The second unexpected finding was a thin metallic object seen on the x-rays in the area along the superior portion of the mouth on the left side (Figure 7.24). Endoscopy revealed that the object was lodged under the tongue, and with a little manipulation, what appeared to be an oxidized nail was removed. Connecticut State archaeologist, Nick Bellantoni, examined the artifact and determined that it was a factory-cut nail dating to the late 19th and early 20th centuries (Bellantoni 2005). Bellantoni felt that it could be a finishing nail or a shingle/lathe nail. The shape of this type of nail prevented the cracking of wood often
experienced when using a wire nail. Bellantoni was certain that it was not a fastener used in coffin or casket manufacturing.
The coins discovered in the upper esophagus were an interesting find. The date range of the coins suggests that they had been placed there over a long period. It further suggests that the mummy had been viewed at the funeral home, perhaps as a dramatic example of the embalming prowess at the Auman Funeral Home. The coins may have been placed according to the custom of giving the dead hidden money to pay the boatman who will transport the recently dead across the river Styx. Or perhaps the mummy was simply an unusual wishing well.
The artifacts associated with this case—the coins and the nail—seem to verify the temporal period reported in the late 19th century newspaper accounts of James Penn. An additional piece of information from direct observation points to the same time period— the style of stitching used at the embalming sites, a baseball stitch that was in vogue around the turn of that century.

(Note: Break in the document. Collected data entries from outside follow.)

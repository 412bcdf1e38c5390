//! Closed arithmetic over truncated expansions.
//!
//! Checked operations (`try_add`, `try_sub`, `try_mul`, `try_pow`) report
//! [`AlgebraError::ShapeMismatch`] for incompatible operands; the operator
//! impls delegate to them and panic on misuse, the way dense numeric value
//! types conventionally do.
//!
//! Multiplication applies the per-axis product identity
//! T_m·T_n = ½(T_{m+n} + T_{|m−n|}) across all axes at once: each pair of
//! retained terms fans out into 2^dimension candidate terms, and every
//! candidate whose total degree exceeds the bound is discarded. Cost is
//! O(len² · 2^dimension · dimension).

use std::ops::{Add, AddAssign, Div, Mul, MulAssign, Neg, Sub, SubAssign};

use chebra_basis::{MultiIndex, Scalar};

use crate::error::AlgebraError;
use crate::expansion::ChebyshevExpansion;

impl<T: Scalar> ChebyshevExpansion<T> {
    pub(crate) fn check_shape(&self, other: &Self) -> Result<(), AlgebraError> {
        if self.index_space() == other.index_space() {
            Ok(())
        } else {
            Err(AlgebraError::ShapeMismatch {
                left_dimension: self.dimension(),
                left_degree: self.degree(),
                right_dimension: other.dimension(),
                right_degree: other.degree(),
            })
        }
    }

    /// Adds two expansions coefficient-wise.
    ///
    /// # Errors
    ///
    /// [`AlgebraError::ShapeMismatch`] for operands with differing dimension
    /// or degree bound.
    pub fn try_add(&self, other: &Self) -> Result<Self, AlgebraError> {
        self.check_shape(other)?;
        let coeffs = self
            .coeffs()
            .iter()
            .zip(other.coeffs())
            .map(|(&a, &b)| a + b)
            .collect();
        Ok(Self::with_coeffs(self.index_space(), coeffs))
    }

    /// Subtracts two expansions coefficient-wise.
    ///
    /// # Errors
    ///
    /// [`AlgebraError::ShapeMismatch`] for operands with differing dimension
    /// or degree bound.
    pub fn try_sub(&self, other: &Self) -> Result<Self, AlgebraError> {
        self.check_shape(other)?;
        let coeffs = self
            .coeffs()
            .iter()
            .zip(other.coeffs())
            .map(|(&a, &b)| a - b)
            .collect();
        Ok(Self::with_coeffs(self.index_space(), coeffs))
    }

    /// Multiplies two expansions, truncating at the shared degree bound.
    ///
    /// Over-degree product terms are silently dropped; this is the documented
    /// approximation of the algebra, not a fault.
    ///
    /// # Errors
    ///
    /// [`AlgebraError::ShapeMismatch`] for operands with differing dimension
    /// or degree bound.
    pub fn try_mul(&self, other: &Self) -> Result<Self, AlgebraError> {
        self.check_shape(other)?;

        let space = self.index_space();
        let dimension = space.dimension();
        let degree = space.degree();
        let table: Vec<MultiIndex> = space.iter().collect();

        let mut out = vec![T::zero(); self.len()];
        #[allow(clippy::cast_possible_wrap, clippy::cast_possible_truncation)]
        let branch_scale = T::of(0.5_f64.powi(dimension as i32));
        let mut exps = vec![0u32; dimension];

        for (i, &ca) in self.coeffs().iter().enumerate() {
            if ca.is_zero() {
                continue;
            }
            for (j, &cb) in other.coeffs().iter().enumerate() {
                if cb.is_zero() {
                    continue;
                }

                let weight = ca * cb * branch_scale;
                let a = &table[i];
                let b = &table[j];

                // Each bit picks the sum or difference branch along one axis.
                'branch: for mask in 0u128..(1u128 << dimension) {
                    let mut total = 0u32;
                    for axis in 0..dimension {
                        let ea = a.exponent(axis);
                        let eb = b.exponent(axis);
                        let e = if (mask >> axis) & 1 == 1 {
                            ea + eb
                        } else {
                            ea.abs_diff(eb)
                        };
                        total += e;
                        if total > degree {
                            continue 'branch;
                        }
                        exps[axis] = e;
                    }

                    let position = space.position_of(&MultiIndex::from_exponents(&exps))?;
                    out[position] = out[position] + weight;
                }
            }
        }

        Ok(Self::with_coeffs(space, out))
    }

    /// Raises the expansion to a non-negative integer power by repeated
    /// truncated multiplication, left to right.
    ///
    /// # Errors
    ///
    /// Propagates any error from the underlying multiplication.
    pub fn try_pow(&self, exp: u32) -> Result<Self, AlgebraError> {
        let mut result = Self::constant(self.dimension(), self.degree(), T::one())?;
        for _ in 0..exp {
            result = result.try_mul(self)?;
        }
        Ok(result)
    }

    /// Negates every coefficient.
    #[must_use]
    pub fn neg(&self) -> Self {
        let coeffs = self.coeffs().iter().map(|&c| -c).collect();
        Self::with_coeffs(self.index_space(), coeffs)
    }

    /// Multiplies every coefficient by a scalar.
    #[must_use]
    pub fn scale(&self, factor: T) -> Self {
        let coeffs = self.coeffs().iter().map(|&c| c * factor).collect();
        Self::with_coeffs(self.index_space(), coeffs)
    }

    /// Adds a scalar to the expansion's constant term.
    #[must_use]
    pub fn add_scalar(&self, value: T) -> Self {
        let mut out = self.clone();
        out.coeffs_mut()[0] += value;
        out
    }
}

macro_rules! impl_binary_op {
    ($op:ident, $method:ident, $checked:ident) => {
        impl<T: Scalar> $op for &ChebyshevExpansion<T> {
            type Output = ChebyshevExpansion<T>;

            /// # Panics
            ///
            /// Panics on shape mismatch; use the checked method to handle it.
            fn $method(self, rhs: &ChebyshevExpansion<T>) -> ChebyshevExpansion<T> {
                match self.$checked(rhs) {
                    Ok(out) => out,
                    Err(e) => panic!("{e}"),
                }
            }
        }

        impl<T: Scalar> $op for ChebyshevExpansion<T> {
            type Output = ChebyshevExpansion<T>;

            fn $method(self, rhs: ChebyshevExpansion<T>) -> ChebyshevExpansion<T> {
                $op::$method(&self, &rhs)
            }
        }

        impl<T: Scalar> $op<&ChebyshevExpansion<T>> for ChebyshevExpansion<T> {
            type Output = ChebyshevExpansion<T>;

            fn $method(self, rhs: &ChebyshevExpansion<T>) -> ChebyshevExpansion<T> {
                $op::$method(&self, rhs)
            }
        }

        impl<T: Scalar> $op<ChebyshevExpansion<T>> for &ChebyshevExpansion<T> {
            type Output = ChebyshevExpansion<T>;

            fn $method(self, rhs: ChebyshevExpansion<T>) -> ChebyshevExpansion<T> {
                $op::$method(self, &rhs)
            }
        }
    };
}

impl_binary_op!(Add, add, try_add);
impl_binary_op!(Sub, sub, try_sub);
impl_binary_op!(Mul, mul, try_mul);

impl<T: Scalar> Neg for &ChebyshevExpansion<T> {
    type Output = ChebyshevExpansion<T>;

    fn neg(self) -> ChebyshevExpansion<T> {
        ChebyshevExpansion::neg(self)
    }
}

impl<T: Scalar> Neg for ChebyshevExpansion<T> {
    type Output = ChebyshevExpansion<T>;

    fn neg(self) -> ChebyshevExpansion<T> {
        ChebyshevExpansion::neg(&self)
    }
}

impl<T: Scalar> AddAssign<&ChebyshevExpansion<T>> for ChebyshevExpansion<T> {
    /// # Panics
    ///
    /// Panics on shape mismatch.
    fn add_assign(&mut self, rhs: &ChebyshevExpansion<T>) {
        if let Err(e) = self.check_shape(rhs) {
            panic!("{e}");
        }
        for (a, &b) in self.coeffs_mut().iter_mut().zip(rhs.coeffs()) {
            *a += b;
        }
    }
}

impl<T: Scalar> AddAssign for ChebyshevExpansion<T> {
    fn add_assign(&mut self, rhs: ChebyshevExpansion<T>) {
        *self += &rhs;
    }
}

impl<T: Scalar> SubAssign<&ChebyshevExpansion<T>> for ChebyshevExpansion<T> {
    /// # Panics
    ///
    /// Panics on shape mismatch.
    fn sub_assign(&mut self, rhs: &ChebyshevExpansion<T>) {
        if let Err(e) = self.check_shape(rhs) {
            panic!("{e}");
        }
        for (a, &b) in self.coeffs_mut().iter_mut().zip(rhs.coeffs()) {
            *a -= b;
        }
    }
}

impl<T: Scalar> SubAssign for ChebyshevExpansion<T> {
    fn sub_assign(&mut self, rhs: ChebyshevExpansion<T>) {
        *self -= &rhs;
    }
}

impl<T: Scalar> MulAssign<&ChebyshevExpansion<T>> for ChebyshevExpansion<T> {
    /// # Panics
    ///
    /// Panics on shape mismatch.
    fn mul_assign(&mut self, rhs: &ChebyshevExpansion<T>) {
        *self = &*self * rhs;
    }
}

impl<T: Scalar> MulAssign for ChebyshevExpansion<T> {
    fn mul_assign(&mut self, rhs: ChebyshevExpansion<T>) {
        *self *= &rhs;
    }
}

impl<T: Scalar> Add<T> for &ChebyshevExpansion<T> {
    type Output = ChebyshevExpansion<T>;

    fn add(self, rhs: T) -> ChebyshevExpansion<T> {
        self.add_scalar(rhs)
    }
}

impl<T: Scalar> Add<T> for ChebyshevExpansion<T> {
    type Output = ChebyshevExpansion<T>;

    fn add(self, rhs: T) -> ChebyshevExpansion<T> {
        self.add_scalar(rhs)
    }
}

impl<T: Scalar> Sub<T> for &ChebyshevExpansion<T> {
    type Output = ChebyshevExpansion<T>;

    fn sub(self, rhs: T) -> ChebyshevExpansion<T> {
        self.add_scalar(-rhs)
    }
}

impl<T: Scalar> Sub<T> for ChebyshevExpansion<T> {
    type Output = ChebyshevExpansion<T>;

    fn sub(self, rhs: T) -> ChebyshevExpansion<T> {
        self.add_scalar(-rhs)
    }
}

impl<T: Scalar> Mul<T> for &ChebyshevExpansion<T> {
    type Output = ChebyshevExpansion<T>;

    fn mul(self, rhs: T) -> ChebyshevExpansion<T> {
        self.scale(rhs)
    }
}

impl<T: Scalar> Mul<T> for ChebyshevExpansion<T> {
    type Output = ChebyshevExpansion<T>;

    fn mul(self, rhs: T) -> ChebyshevExpansion<T> {
        self.scale(rhs)
    }
}

impl<T: Scalar> Div<T> for &ChebyshevExpansion<T> {
    type Output = ChebyshevExpansion<T>;

    fn div(self, rhs: T) -> ChebyshevExpansion<T> {
        self.scale(T::one() / rhs)
    }
}

impl<T: Scalar> Div<T> for ChebyshevExpansion<T> {
    type Output = ChebyshevExpansion<T>;

    fn div(self, rhs: T) -> ChebyshevExpansion<T> {
        self.scale(T::one() / rhs)
    }
}

macro_rules! impl_commuted_scalar {
    ($t:ty) => {
        impl Add<&ChebyshevExpansion<$t>> for $t {
            type Output = ChebyshevExpansion<$t>;

            fn add(self, rhs: &ChebyshevExpansion<$t>) -> ChebyshevExpansion<$t> {
                rhs.add_scalar(self)
            }
        }

        impl Add<ChebyshevExpansion<$t>> for $t {
            type Output = ChebyshevExpansion<$t>;

            fn add(self, rhs: ChebyshevExpansion<$t>) -> ChebyshevExpansion<$t> {
                rhs.add_scalar(self)
            }
        }

        impl Sub<&ChebyshevExpansion<$t>> for $t {
            type Output = ChebyshevExpansion<$t>;

            fn sub(self, rhs: &ChebyshevExpansion<$t>) -> ChebyshevExpansion<$t> {
                rhs.neg().add_scalar(self)
            }
        }

        impl Sub<ChebyshevExpansion<$t>> for $t {
            type Output = ChebyshevExpansion<$t>;

            fn sub(self, rhs: ChebyshevExpansion<$t>) -> ChebyshevExpansion<$t> {
                rhs.neg().add_scalar(self)
            }
        }

        impl Mul<&ChebyshevExpansion<$t>> for $t {
            type Output = ChebyshevExpansion<$t>;

            fn mul(self, rhs: &ChebyshevExpansion<$t>) -> ChebyshevExpansion<$t> {
                rhs.scale(self)
            }
        }

        impl Mul<ChebyshevExpansion<$t>> for $t {
            type Output = ChebyshevExpansion<$t>;

            fn mul(self, rhs: ChebyshevExpansion<$t>) -> ChebyshevExpansion<$t> {
                rhs.scale(self)
            }
        }
    };
}

impl_commuted_scalar!(f32);
impl_commuted_scalar!(f64);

This case also demonstrates the suggested procedure for artifact analysis using paleoimaging methodologies. First, a survey was conducted using both standard
radiography and on-site CT scans. Target analysis was accomplished using standard radiography and endoscopy. And finally, artifact extraction was conducted under both fluoroscopic and endoscopic guidance. Based on the on-site evaluation, a decision was made to move the mummy. This decision was based on the stability of the mummy and the additional paleopathological data that could be derived using a state-of-the-art multidetector CT (MDCT) scanner. It was agreed by the research team that this would be a low-risk high-benefit endeavor. The paleopathological data associated with James Penn (pulmonary adhesions, lesions, and liver pathology) are presented in Chapter 3.